Using AWS for Instructional Computing
Amazon Web Services
Amazon Web Services (AWS) provides a number of cloud-based services. In particular, instructors may be interested in using virtual machines and virtual computing clusters through Amazon's EC2 or MapReduce (EMR) services. SCF staff will provide individualized support to instructors wishing to use AWS in their classes.

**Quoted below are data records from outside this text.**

//! # Contracts
//!
//! Frozen interface contracts shared by every stage of the profile pipeline.
//! Business crates depend on this crate only; reverse dependencies are prohibited.
//!
//! ## Data Model
//! - `Signal`: samples on a strictly increasing time axis (seconds)
//! - `SampleTable`: the raw multi-channel table produced by the reader
//! - `Event`: an immutable index into a sample axis with its depth and time
//!
//! ## Depth Convention
//! Depth is expressed in centimetres and is negative into the snow. Every depth
//! curve is zero-referenced at the sample where its motion window starts.

mod calibration;
mod config;
mod error;
mod event;
mod recording;
mod signal;
mod summary;
mod table;

pub use calibration::CalibrationSet;
pub use config::*;
pub use error::*;
pub use event::*;
pub use recording::Recording;
pub use signal::Signal;
pub use summary::ProfileSummary;
pub use table::{Column, SampleTable, TIME_COLUMN};
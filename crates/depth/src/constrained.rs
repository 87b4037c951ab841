//! Barometric depth constrained to the accelerometer's motion window.

use conditioning::{
    find_peaks, interpolate, points_from_fraction,
    stats::{nan_argmax, nan_argmin, nan_mean},
};
use contracts::{ContractError, DepthConfig, DepthSource, Signal};
use tracing::{debug, warn};

use crate::barometer::{barometer_depth, filter_and_smooth, rises};
use crate::DepthProfile;

/// Candidate closest to `target`, ties to the lower index.
fn nearest_to(candidates: impl Iterator<Item = usize>, target: usize) -> Option<usize> {
    candidates.min_by_key(|&c| (c.abs_diff(target), c))
}

/// Extremum of `values[range]` closest to `mid`, used when no peak qualifies.
fn extremum_near(values: &[f64], lo: usize, hi: usize, mid: usize, max: bool) -> Option<usize> {
    let slice = values.get(lo..hi)?;
    let best = if max {
        nan_argmax(slice)
    } else {
        nan_argmin(slice)
    }?;
    let target = slice[best];
    nearest_to(
        slice
            .iter()
            .enumerate()
            .filter(|(_, v)| **v == target)
            .map(|(i, _)| lo + i),
        mid,
    )
}

/// Rescale the barometer between the peak near `start` and the valley near
/// `stop` so that its two tails match the accelerometer depth there, then
/// stretch it evenly over the accelerometer's motion window.
///
/// The barometer often lags or stretches relative to the accelerometer. When
/// no usable peak/valley pair exists the plain barometer depth is returned.
pub fn constrained_baro_depth(
    barometer: &Signal,
    accelerometer: &DepthProfile,
    config: &DepthConfig,
) -> Result<DepthProfile, ContractError> {
    let start = accelerometer.start();
    let stop = accelerometer.stop();
    let n = barometer.len();
    if n == 0 || start >= stop || stop >= n || accelerometer.depth().len() != n {
        warn!(start, stop, "constrained barometer unavailable, using plain barometer");
        return barometer_depth(barometer, start, stop, config);
    }

    let baro = oriented_over(barometer.values(), start, stop);
    let mid = (start + stop) / 2;

    let peaks = find_peaks(&baro, None, None);
    let inverted: Vec<f64> = baro.iter().map(|v| -v).collect();
    let valleys = find_peaks(&inverted, None, None);

    let peak = nearest_to(peaks.iter().copied().filter(|&p| p <= mid), start)
        .or_else(|| extremum_near(&baro, 0, mid + 1, mid, true));
    let valley = nearest_to(valleys.iter().copied().filter(|&v| v >= mid), stop)
        .or_else(|| extremum_near(&baro, mid, n, mid, false));

    let (peak, valley) = match (peak, valley) {
        (Some(peak), Some(valley)) if peak < valley => (peak, valley),
        _ => {
            warn!(?peak, ?valley, "no barometer peak/valley pair, using plain barometer");
            return barometer_depth(barometer, start, stop, config);
        }
    };

    let segment = &baro[peak..=valley];
    let tail = points_from_fraction(segment.len(), config.constrained_tail_fraction, None);
    let head_mean = nan_mean(&segment[..tail]);
    let tail_mean = nan_mean(&segment[segment.len() - tail..]);
    let target_head = accelerometer.depth_at(start);
    let target_tail = accelerometer.depth_at(stop);

    let rescaled: Vec<f64> = if head_mean != tail_mean {
        let scale = (target_tail - target_head) / (tail_mean - head_mean);
        segment
            .iter()
            .map(|v| target_head + (v - head_mean) * scale)
            .collect()
    } else {
        segment.iter().map(|v| v - head_mean + target_head).collect()
    };

    let t_start = barometer.time_at(start);
    let t_stop = barometer.time_at(stop);
    let last = rescaled.len() - 1;
    let stretched_time: Vec<f64> = (0..=last)
        .map(|i| match i {
            i if i == last => t_stop,
            i => t_start + (t_stop - t_start) * i as f64 / last as f64,
        })
        .collect();
    let resampled = interpolate(
        &stretched_time,
        &rescaled,
        &barometer.time()[start..=stop],
    );

    let smoothed = filter_and_smooth(&resampled, config);
    debug!(peak, valley, start, stop, "barometer constrained to accelerometer window");

    DepthProfile::from_window(
        DepthSource::Barometer,
        barometer,
        start,
        &smoothed,
        config.upward_velocity_tolerance,
    )
}

/// Full channel flipped, if needed, so it descends across `[start, stop]`.
fn oriented_over(values: &[f64], start: usize, stop: usize) -> Vec<f64> {
    if rises(&values[start..=stop]) {
        values.iter().map(|v| -v).collect()
    } else {
        values.to_vec()
    }
}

Some potential instructional uses for AWS include:
- Working with cloud-based virtual machines
- Running parallelized computational tasks that scale to many cores using cloud-based virtual clusters
- Using Spark to carry out distributed computation, including MapReduce computations
- Using Amazon's MapReduce service for distributed computation
We note that SCF supports the use of virtual machines on student laptops and SCF servers, as well as provides access to parallel computing resources on our multi-core servers and our Linux multi-node clusters. So uses #1 and #2 above could be achieved either through AWS or through existing SCF resources. Doing it through AWS provides students with experience in cloud-based computing that may be useful in their careers. Doing it using SCF resources may be logistically easier.
Getting Started
Amazon's handling of credits for classes is currently in flux. The instructions below are out of date as the educational grants program does not formally exist any more. However, it may be possible to get a set of credits for a class via direct contact with Berkeley's campus AWS representative and follow steps 6-8 below. SCF can help with this -- please just email us.
To make use of AWS for your class, these are the steps you'll need to follow.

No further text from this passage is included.